*** Opening of Supplied material ***
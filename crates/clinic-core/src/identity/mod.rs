//! Identity resolution for intake requests.
//!
//! Pipeline: Normalization → Exact match (WhatsApp, email, phone) → Merge or
//! Create → Duplicate detection (new contacts only)

mod detector;
mod normalizer;
mod patients;

pub use detector::*;
pub use normalizer::*;
pub use patients::*;

use tracing::{debug, info, warn};

use crate::config::CoreConfig;
use crate::db::Database;
use crate::error::{CoreError, CoreResult};
use crate::models::{Contact, ContactDraft, DuplicateCandidate, Lifecycle, ResolvedContact};

/// Resolves raw contact fields to a canonical contact.
pub struct IdentityResolver<'a> {
    db: &'a mut Database,
    normalizer: Normalizer,
    config: CoreConfig,
}

impl<'a> IdentityResolver<'a> {
    /// Create a new resolver.
    pub fn new(db: &'a mut Database, config: &CoreConfig) -> Self {
        Self {
            db,
            normalizer: Normalizer::new(),
            config: config.clone(),
        }
    }

    /// Resolve a draft to an existing or new contact.
    ///
    /// Runs in one write transaction, so concurrent first-touch requests for
    /// the same WhatsApp number end up on a single contact.
    pub fn resolve(&mut self, draft: &ContactDraft) -> CoreResult<ResolvedContact> {
        let normalized = self.normalizer.normalize(draft);
        let config = &self.config;
        self.db.immediate(|db| resolve_normalized(db, &normalized, config))
    }

    /// Soft-deactivate a contact. Its appointments and history stay readable.
    pub fn deactivate(&mut self, contact_id: &str) -> CoreResult<Contact> {
        self.db.immediate(|db| {
            let mut contact = db
                .get_contact(contact_id)?
                .ok_or_else(|| CoreError::not_found("contact", contact_id))?;
            if contact.is_active() {
                contact.lifecycle = Lifecycle::Inactive;
                contact.touch();
                db.update_contact(&contact)?;
                info!("Deactivated contact {}", contact.id);
            }
            Ok(contact)
        })
    }

    /// Score a stored contact against the others without recording anything.
    pub fn find_candidates(&self, contact_id: &str) -> CoreResult<Vec<DuplicateCandidate>> {
        let contact = self
            .db
            .get_contact(contact_id)?
            .ok_or_else(|| CoreError::not_found("contact", contact_id))?;
        Ok(DuplicateDetector::new(&*self.db, &self.config).find_candidates(&contact))
    }

    /// Get the normalizer for direct access.
    pub fn normalizer(&self) -> &Normalizer {
        &self.normalizer
    }
}

/// Resolve an already-normalized draft inside the caller's transaction.
pub(crate) fn resolve_normalized(
    db: &Database,
    draft: &ContactDraft,
    config: &CoreConfig,
) -> CoreResult<ResolvedContact> {
    if draft.name.is_empty() {
        return Err(CoreError::validation("contact name is required"));
    }

    if let Some(mut existing) = find_exact_match(db, draft)? {
        if existing.merge_from(draft) {
            db.update_contact(&existing)?;
            debug!("Merged new fields into contact {}", existing.id);
        }

        let duplicate_candidates = db
            .list_pending_candidates_for_contact(&existing.id)
            .unwrap_or_else(|e| {
                warn!("Could not list candidates for contact {}: {}", existing.id, e);
                Vec::new()
            });

        return Ok(ResolvedContact {
            contact: existing,
            is_new: false,
            duplicate_candidates,
        });
    }

    let contact = Contact::from_draft(draft);
    db.insert_contact(&contact)?;
    info!("Created contact {}", contact.id);

    let detector = DuplicateDetector::new(db, config);
    let found = detector.find_candidates(&contact);
    let duplicate_candidates = detector.record(found);
    if duplicate_candidates.iter().any(|c| c.requires_review()) {
        warn!(
            "Contact {} is a likely duplicate; flagged for review",
            contact.id
        );
    }

    Ok(ResolvedContact {
        contact,
        is_new: true,
        duplicate_candidates,
    })
}

/// Exact lookup by WhatsApp, then email, then phone.
fn find_exact_match(db: &Database, draft: &ContactDraft) -> CoreResult<Option<Contact>> {
    if let Some(whatsapp) = &draft.whatsapp {
        if let Some(contact) = db.find_contact_by_whatsapp(whatsapp)? {
            return Ok(Some(contact));
        }
    }
    if let Some(email) = &draft.email {
        if let Some(contact) = db.find_contact_by_email(email)? {
            return Ok(Some(contact));
        }
    }
    if let Some(phone) = &draft.phone {
        if let Some(contact) = db.find_contact_by_phone(phone)? {
            return Ok(Some(contact));
        }
    }
    Ok(None)
}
*** Close of Supplied material ***
Problem description ->
Write down every record shown above precisely.

Response for this exercise ->
filename crates/clinic-core/src/identity/mod.rs
//! Identity resolution for intake requests.
//!
//! Pipeline: Normalization → Exact match (WhatsApp, email, phone) → Merge or
//! Create → Duplicate detection (new contacts only)

mod detector;
mod normalizer;
mod patients;

pub use detector::*;
pub use normalizer::*;
pub use patients::*;

use tracing::{debug, info, warn};

use crate::config::CoreConfig;
use crate::db::Database;
use crate::error::{CoreError, CoreResult};
use crate::models::{Contact, ContactDraft, DuplicateCandidate, Lifecycle, ResolvedContact};

/// Resolves raw contact fields to a canonical contact.
pub struct IdentityResolver<'a> {
    db: &'a mut Database,
    normalizer: Normalizer,
    config: CoreConfig,
}

impl<'a> IdentityResolver<'a> {
    /// Create a new resolver.
    pub fn new(db: &'a mut Database, config: &CoreConfig) -> Self {
        Self {
            db,
            normalizer: Normalizer::new(),
            config: config.clone(),
        }
    }

    /// Resolve a draft to an existing or new contact.
    ///
    /// Runs in one write transaction, so concurrent first-touch requests for
    /// the same WhatsApp number end up on a single contact.
    pub fn resolve(&mut self, draft: &ContactDraft) -> CoreResult<ResolvedContact> {
        let normalized = self.normalizer.normalize(draft);
        let config = &self.config;
        self.db.immediate(|db| resolve_normalized(db, &normalized, config))
    }

    /// Soft-deactivate a contact. Its appointments and history stay readable.
    pub fn deactivate(&mut self, contact_id: &str) -> CoreResult<Contact> {
        self.db.immediate(|db| {
            let mut contact = db
                .get_contact(contact_id)?
                .ok_or_else(|| CoreError::not_found("contact", contact_id))?;
            if contact.is_active() {
                contact.lifecycle = Lifecycle::Inactive;
                contact.touch();
                db.update_contact(&contact)?;
                info!("Deactivated contact {}", contact.id);
            }
            Ok(contact)
        })
    }

    /// Score a stored contact against the others without recording anything.
    pub fn find_candidates(&self, contact_id: &str) -> CoreResult<Vec<DuplicateCandidate>> {
        let contact = self
            .db
            .get_contact(contact_id)?
            .ok_or_else(|| CoreError::not_found("contact", contact_id))?;
        Ok(DuplicateDetector::new(&*self.db, &self.config).find_candidates(&contact))
    }

    /// Get the normalizer for direct access.
    pub fn normalizer(&self) -> &Normalizer {
        &self.normalizer
    }
}

/// Resolve an already-normalized draft inside the caller's transaction.
pub(crate) fn resolve_normalized(
    db: &Database,
    draft: &ContactDraft,
    config: &CoreConfig,
) -> CoreResult<ResolvedContact> {
    if draft.name.is_empty() {
        return Err(CoreError::validation("contact name is required"));
    }

    if let Some(mut existing) = find_exact_match(db, draft)? {
        if existing.merge_from(draft) {
            db.update_contact(&existing)?;
            debug!("Merged new fields into contact {}", existing.id);
        }

        let duplicate_candidates = db
            .list_pending_candidates_for_contact(&existing.id)
            .unwrap_or_else(|e| {
                warn!("Could not list candidates for contact {}: {}", existing.id, e);
                Vec::new()
            });

        return Ok(ResolvedContact {
            contact: existing,
            is_new: false,
            duplicate_candidates,
        });
    }

    let contact = Contact::from_draft(draft);
    db.insert_contact(&contact)?;
    info!("Created contact {}", contact.id);

    let detector = DuplicateDetector::new(db, config);
    let found = detector.find_candidates(&contact);
    let duplicate_candidates = detector.record(found);
    if duplicate_candidates.iter().any(|c| c.requires_review()) {
        warn!(
            "Contact {} is a likely duplicate; flagged for review",
            contact.id
        );
    }

    Ok(ResolvedContact {
        contact,
        is_new: true,
        duplicate_candidates,
    })
}

/// Exact lookup by WhatsApp, then email, then phone.
fn find_exact_match(db: &Database, draft: &ContactDraft) -> CoreResult<Option<Contact>> {
    if let Some(whatsapp) = &draft.whatsapp {
        if let Some(contact) = db.find_contact_by_whatsapp(whatsapp)? {
            return Ok(Some(contact));
        }
    }
    if let Some(email) = &draft.email {
        if let Some(contact) = db.find_contact_by_email(email)? {
            return Ok(Some(contact));
        }
    }
    if let Some(phone) = &draft.phone {
        if let Some(contact) = db.find_contact_by_phone(phone)? {
            return Ok(Some(contact));
        }
    }
    Ok(None)
}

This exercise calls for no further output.